Não me importo de escrever e de dizer o que sinto. Mas não gosto muito que me leiam. O melhor seria usar uma tinta invisível como aquela com que me divertia em pequeno. Mas para isso teria de desenhar coisas belas que o calor do fósforo sabia despertar com entusiasmo e prazer o que o longínquo e estranho sol nunca conseguiu.
- O que é que estás a fazer?
-  Tinta invisível.
-  Para quê?
-  Para esconder o que sinto.
-  O quê! Explica isso melhor. Não explicava. Fingia que não ouvia, mesmo que repetissem.
-  Ó! Isto funciona mesmo. Grande limão.
-  Mostra. E eu mostrava. Viam apenas o meu nome em maiscúlas.
-  Então isto é que são os teus sentimento?
-  Não! É apenas a prova da minha assinatura.
-  Mas queres fazer uma assinatura?
-  Quero pois. Se não fizer ninguém sabe que fui eu.

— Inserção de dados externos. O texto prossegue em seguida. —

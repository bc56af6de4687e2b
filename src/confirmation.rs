//! Single-use confirmation tokens: issue, email, redeem, purge.
//!
//! Tokens are 32 random bytes, hex encoded. Only their SHA-256 is persisted.
//! Redemption is one conditional write at the backend, so two concurrent
//! requests for the same link cannot both succeed.

use chrono::{DateTime, Utc};
use std::time::Duration;
use thiserror::Error;
use uuid::Uuid;

use crate::{
    backend::{Backend, ConfirmationToken, ConsumeOutcome, UserAccount},
    config::AppConfig,
    email_sender::{EmailReceipt, EmailSendError, EmailSender},
    templates::{confirmation_email_render, password_reset_email_render},
    tokens::{token_expiry_calculate, token_hash_sha256, token_with_hash_generate},
    verification::{
        EMAIL_CONFIRM_LINK_PATH, PASSWORD_RESET_LINK_PATH, TokenKind, verification_link_build,
    },
};

/// Token lifecycle failures.
#[derive(Debug, Clone, PartialEq, Eq, Error)]
pub enum ConfirmationError {
    #[error("token not found")]
    NotFound,

    #[error("token expired")]
    Expired,

    #[error("token already consumed")]
    AlreadyConsumed,

    #[error("token store failure: {0}")]
    Persistence(String),

    #[error("{0}")]
    Internal(String),
}

/// A freshly persisted token. `token` is the only copy of the plaintext.
#[derive(Debug, Clone, PartialEq, Eq)]
pub struct IssuedToken {
    pub token: String,
    pub expires_at: DateTime<Utc>,
}

/// What happened when a confirmation email was attempted.
#[derive(Debug, Clone, PartialEq, Eq)]
pub struct ConfirmationDelivery {
    pub sent: bool,
    pub error: Option<String>,
}

/// Issues, emails and redeems tokens for one request.
pub struct ConfirmationService<'a, B: Backend, E: EmailSender> {
    config: &'a AppConfig,
    backend: &'a B,
    email_sender: &'a E,
}

impl<'a, B: Backend, E: EmailSender> ConfirmationService<'a, B, E> {
    pub fn new(config: &'a AppConfig, backend: &'a B, email_sender: &'a E) -> Self {
        Self {
            config,
            backend,
            email_sender,
        }
    }

    /// Generate and persist a token for `user_id`.
    pub async fn issue_token(
        &self,
        user_id: Uuid,
        kind: TokenKind,
    ) -> Result<IssuedToken, ConfirmationError> {
        let (token, token_hash) = token_with_hash_generate();
        let now = Utc::now();
        let expires_at = token_expiry_calculate(now, kind.expiry(self.config))
            .map_err(|e| ConfirmationError::Internal(e.to_string()))?;

        let row = ConfirmationToken {
            token_hash,
            user_id,
            kind,
            created_at: now,
            expires_at,
            consumed_at: None,
        };

        self.backend
            .token_insert(&row)
            .await
            .map_err(|e| ConfirmationError::Persistence(e.to_string()))?;

        tracing::debug!(%user_id, %kind, %expires_at, "confirmation token issued");

        Ok(IssuedToken { token, expires_at })
    }

    /// Render and submit the account confirmation email. Not retried.
    pub async fn send_confirmation_email(
        &self,
        address: &str,
        username: &str,
        token: &str,
    ) -> Result<EmailReceipt, EmailSendError> {
        let link = verification_link_build(self.config, EMAIL_CONFIRM_LINK_PATH, token);
        let message = confirmation_email_render(
            address,
            username,
            &link,
            self.config.email_verification_token_expiry,
        );

        let receipt = self.email_sender.send(&message).await?;
        tracing::info!(email_id = %receipt.id, "confirmation email sent");
        Ok(receipt)
    }

    /// Render and submit the password reset email. Not retried.
    pub async fn send_password_reset_email(
        &self,
        address: &str,
        username: &str,
        token: &str,
    ) -> Result<EmailReceipt, EmailSendError> {
        let link = verification_link_build(self.config, PASSWORD_RESET_LINK_PATH, token);
        let message = password_reset_email_render(
            address,
            username,
            &link,
            self.config.password_reset_token_expiry,
        );

        let receipt = self.email_sender.send(&message).await?;
        tracing::info!(email_id = %receipt.id, "password reset email sent");
        Ok(receipt)
    }

    /// Issue an email-verification token and send it to `user`.
    ///
    /// Never fails: token persistence and gateway errors are logged and
    /// reported in the returned [`ConfirmationDelivery`]. The account stays
    /// unverified until a link is redeemed.
    pub async fn confirmation_deliver(&self, user: &UserAccount) -> ConfirmationDelivery {
        let issued = match self.issue_token(user.id, TokenKind::EmailVerification).await {
            Ok(issued) => issued,
            Err(e) => {
                tracing::error!(
                    user_id = %user.id,
                    error = %e,
                    "failed to issue confirmation token"
                );
                return ConfirmationDelivery {
                    sent: false,
                    error: Some(e.to_string()),
                };
            }
        };

        match self
            .send_confirmation_email(&user.email, &user.username, &issued.token)
            .await
        {
            Ok(_) => ConfirmationDelivery {
                sent: true,
                error: None,
            },
            Err(e) => {
                tracing::warn!(user_id = %user.id, error = ?e, "failed to send confirmation email");
                ConfirmationDelivery {
                    sent: false,
                    error: Some(e.message()),
                }
            }
        }
    }

    /// Redeem a token of `kind`, returning the user it was issued for.
    pub async fn verify_token(
        &self,
        token: &str,
        kind: TokenKind,
    ) -> Result<Uuid, ConfirmationError> {
        let token = token.trim();
        if token.is_empty() {
            return Err(ConfirmationError::NotFound);
        }

        let outcome = self
            .backend
            .token_consume(&token_hash_sha256(token), kind, Utc::now())
            .await
            .map_err(|e| ConfirmationError::Persistence(e.to_string()))?;

        match outcome {
            ConsumeOutcome::Consumed { user_id } => {
                tracing::info!(%user_id, %kind, "confirmation token consumed");
                Ok(user_id)
            }
            ConsumeOutcome::NotFound => Err(ConfirmationError::NotFound),
            ConsumeOutcome::Expired => Err(ConfirmationError::Expired),
            ConsumeOutcome::AlreadyConsumed => Err(ConfirmationError::AlreadyConsumed),
        }
    }

    /// Delete tokens that expired or were consumed more than `retention` ago.
    pub async fn purge_stale(&self, retention: Duration) -> Result<u64, ConfirmationError> {
        let cutoff = chrono::Duration::from_std(retention)
            .ok()
            .and_then(|retention| Utc::now().checked_sub_signed(retention))
            .ok_or_else(|| ConfirmationError::Internal("retention overflow".to_string()))?;

        self.backend
            .token_purge(cutoff)
            .await
            .map_err(|e| ConfirmationError::Persistence(e.to_string()))
    }
}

-  Mas tu mal sabes escrever!
-  E depois? Tenho que começar por algum lado. Começo pelo meu nome, porque assim sempre sei que fui eu que escrevi.
-  Mas tu queres escrever o quê, se mal sabes escrever?
-  Deixa lá,não te importes. Talvez um dia possas ler e compreender.
-  És muito complicado.
-  Pois sou. Estás a ver o meu nome a aparecer? Olha. Vê-se tão bem, não se vê?
-  Sim. Mas tens de explicar melhor essa coisa de escrever o que sentes se ainda não sabes escrever como deve ser.
-  Está bem. Um dia hás de ver.
-  O quê? Respondiam-me com suspeita de que qualquer coisa preocupante poderia andar na costa.
É o que ando a fazer desde há muito. Escrever com tinta invisível para tornar visível os meus sentimentos e emoções.